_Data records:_
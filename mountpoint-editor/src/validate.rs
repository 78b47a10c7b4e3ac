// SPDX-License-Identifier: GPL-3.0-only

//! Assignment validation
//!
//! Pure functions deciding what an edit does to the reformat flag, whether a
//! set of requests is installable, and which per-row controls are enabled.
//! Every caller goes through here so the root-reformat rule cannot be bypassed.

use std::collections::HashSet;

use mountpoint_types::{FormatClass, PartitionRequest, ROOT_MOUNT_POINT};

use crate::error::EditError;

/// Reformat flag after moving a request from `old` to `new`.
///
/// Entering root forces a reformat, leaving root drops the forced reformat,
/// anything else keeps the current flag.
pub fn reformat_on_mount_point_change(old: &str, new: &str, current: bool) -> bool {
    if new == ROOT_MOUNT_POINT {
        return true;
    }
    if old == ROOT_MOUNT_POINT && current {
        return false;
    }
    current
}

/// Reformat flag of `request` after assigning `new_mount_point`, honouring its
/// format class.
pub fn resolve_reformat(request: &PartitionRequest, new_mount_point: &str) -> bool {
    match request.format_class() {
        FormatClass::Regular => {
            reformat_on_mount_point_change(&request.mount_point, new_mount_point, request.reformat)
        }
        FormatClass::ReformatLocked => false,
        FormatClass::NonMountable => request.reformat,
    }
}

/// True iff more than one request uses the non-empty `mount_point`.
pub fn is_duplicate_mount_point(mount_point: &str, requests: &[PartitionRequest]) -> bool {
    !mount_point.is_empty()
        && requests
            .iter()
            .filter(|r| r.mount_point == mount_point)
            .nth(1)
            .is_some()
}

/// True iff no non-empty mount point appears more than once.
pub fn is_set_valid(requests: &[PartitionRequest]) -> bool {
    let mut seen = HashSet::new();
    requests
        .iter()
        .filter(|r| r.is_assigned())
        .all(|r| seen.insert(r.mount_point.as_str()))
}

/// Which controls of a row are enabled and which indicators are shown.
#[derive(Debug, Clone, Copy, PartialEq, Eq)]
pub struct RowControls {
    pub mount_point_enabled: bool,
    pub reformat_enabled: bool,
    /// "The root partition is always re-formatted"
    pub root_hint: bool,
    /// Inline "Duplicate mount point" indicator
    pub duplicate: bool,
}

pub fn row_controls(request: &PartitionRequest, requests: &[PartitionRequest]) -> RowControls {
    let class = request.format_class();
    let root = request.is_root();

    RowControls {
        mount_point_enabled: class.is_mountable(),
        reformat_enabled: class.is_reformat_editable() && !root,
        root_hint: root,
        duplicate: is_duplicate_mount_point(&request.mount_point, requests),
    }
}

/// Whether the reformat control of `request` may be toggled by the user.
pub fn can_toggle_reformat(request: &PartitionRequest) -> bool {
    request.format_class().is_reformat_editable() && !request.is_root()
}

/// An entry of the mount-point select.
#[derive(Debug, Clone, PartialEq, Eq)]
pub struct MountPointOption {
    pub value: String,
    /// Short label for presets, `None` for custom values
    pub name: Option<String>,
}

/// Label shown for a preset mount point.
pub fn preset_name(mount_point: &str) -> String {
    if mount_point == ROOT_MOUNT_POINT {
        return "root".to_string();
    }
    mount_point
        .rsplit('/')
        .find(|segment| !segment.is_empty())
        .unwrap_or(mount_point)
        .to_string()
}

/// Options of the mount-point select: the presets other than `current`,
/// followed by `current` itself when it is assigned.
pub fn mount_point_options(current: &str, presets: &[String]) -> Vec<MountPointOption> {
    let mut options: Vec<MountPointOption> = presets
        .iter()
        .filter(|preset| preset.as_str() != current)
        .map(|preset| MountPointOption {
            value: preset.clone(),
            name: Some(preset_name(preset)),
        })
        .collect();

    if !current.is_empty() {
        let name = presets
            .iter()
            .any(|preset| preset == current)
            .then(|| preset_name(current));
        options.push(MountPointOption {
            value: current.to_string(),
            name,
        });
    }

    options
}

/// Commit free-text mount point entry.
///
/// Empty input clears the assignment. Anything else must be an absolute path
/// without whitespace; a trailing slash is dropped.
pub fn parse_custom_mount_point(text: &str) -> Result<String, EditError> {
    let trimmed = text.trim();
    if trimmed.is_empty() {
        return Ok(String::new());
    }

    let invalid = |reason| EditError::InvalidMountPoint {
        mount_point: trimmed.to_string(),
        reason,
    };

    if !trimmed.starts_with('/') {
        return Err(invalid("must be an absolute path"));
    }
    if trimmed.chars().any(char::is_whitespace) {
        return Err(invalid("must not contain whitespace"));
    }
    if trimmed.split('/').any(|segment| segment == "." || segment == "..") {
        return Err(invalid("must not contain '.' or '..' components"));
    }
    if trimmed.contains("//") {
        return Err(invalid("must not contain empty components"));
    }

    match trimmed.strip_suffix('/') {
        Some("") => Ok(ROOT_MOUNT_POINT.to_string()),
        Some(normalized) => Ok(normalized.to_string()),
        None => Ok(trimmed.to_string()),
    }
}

---

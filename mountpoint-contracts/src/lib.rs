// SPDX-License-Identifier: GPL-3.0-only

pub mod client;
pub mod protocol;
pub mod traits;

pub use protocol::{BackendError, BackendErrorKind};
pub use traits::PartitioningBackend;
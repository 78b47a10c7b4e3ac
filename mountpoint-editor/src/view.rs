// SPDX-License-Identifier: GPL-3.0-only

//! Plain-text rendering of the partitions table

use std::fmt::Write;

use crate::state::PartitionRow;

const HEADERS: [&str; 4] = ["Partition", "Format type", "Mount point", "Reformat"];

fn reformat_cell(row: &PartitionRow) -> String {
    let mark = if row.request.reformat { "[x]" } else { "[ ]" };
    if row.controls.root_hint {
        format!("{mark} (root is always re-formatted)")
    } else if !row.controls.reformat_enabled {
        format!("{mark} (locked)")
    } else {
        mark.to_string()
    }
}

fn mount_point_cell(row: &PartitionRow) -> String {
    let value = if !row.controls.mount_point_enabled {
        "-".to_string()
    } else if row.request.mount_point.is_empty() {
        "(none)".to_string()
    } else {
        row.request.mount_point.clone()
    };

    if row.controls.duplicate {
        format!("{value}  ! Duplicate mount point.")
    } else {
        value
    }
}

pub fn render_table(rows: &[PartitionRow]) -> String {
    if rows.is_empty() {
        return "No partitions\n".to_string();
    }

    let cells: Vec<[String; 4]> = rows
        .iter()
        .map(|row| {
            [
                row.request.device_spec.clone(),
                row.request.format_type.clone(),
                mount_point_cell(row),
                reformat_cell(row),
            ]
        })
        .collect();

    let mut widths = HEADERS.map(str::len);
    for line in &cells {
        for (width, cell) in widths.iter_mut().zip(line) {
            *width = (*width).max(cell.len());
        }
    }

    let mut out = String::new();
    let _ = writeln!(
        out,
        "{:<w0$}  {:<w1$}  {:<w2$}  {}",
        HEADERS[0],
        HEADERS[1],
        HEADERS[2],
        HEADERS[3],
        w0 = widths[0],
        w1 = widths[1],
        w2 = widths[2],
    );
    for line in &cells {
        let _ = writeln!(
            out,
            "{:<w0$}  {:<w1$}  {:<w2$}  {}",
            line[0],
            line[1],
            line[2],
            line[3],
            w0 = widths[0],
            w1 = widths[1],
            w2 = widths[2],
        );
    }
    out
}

_What to produce:_ Scan the records above for the lines holding "filename mountpoint-editor/src/validate.rs" and "use crate::error::EditError;". Transcribe those two and every line between them word for word, and no others.

_Result of the task:_
filename mountpoint-editor/src/validate.rs
repository 78b47a10c7b4e3ac
// SPDX-License-Identifier: GPL-3.0-only

//! Assignment validation
//!
//! Pure functions deciding what an edit does to the reformat flag, whether a
//! set of requests is installable, and which per-row controls are enabled.
//! Every caller goes through here so the root-reformat rule cannot be bypassed.

use std::collections::HashSet;

use mountpoint_types::{FormatClass, PartitionRequest, ROOT_MOUNT_POINT};

use crate::error::EditError;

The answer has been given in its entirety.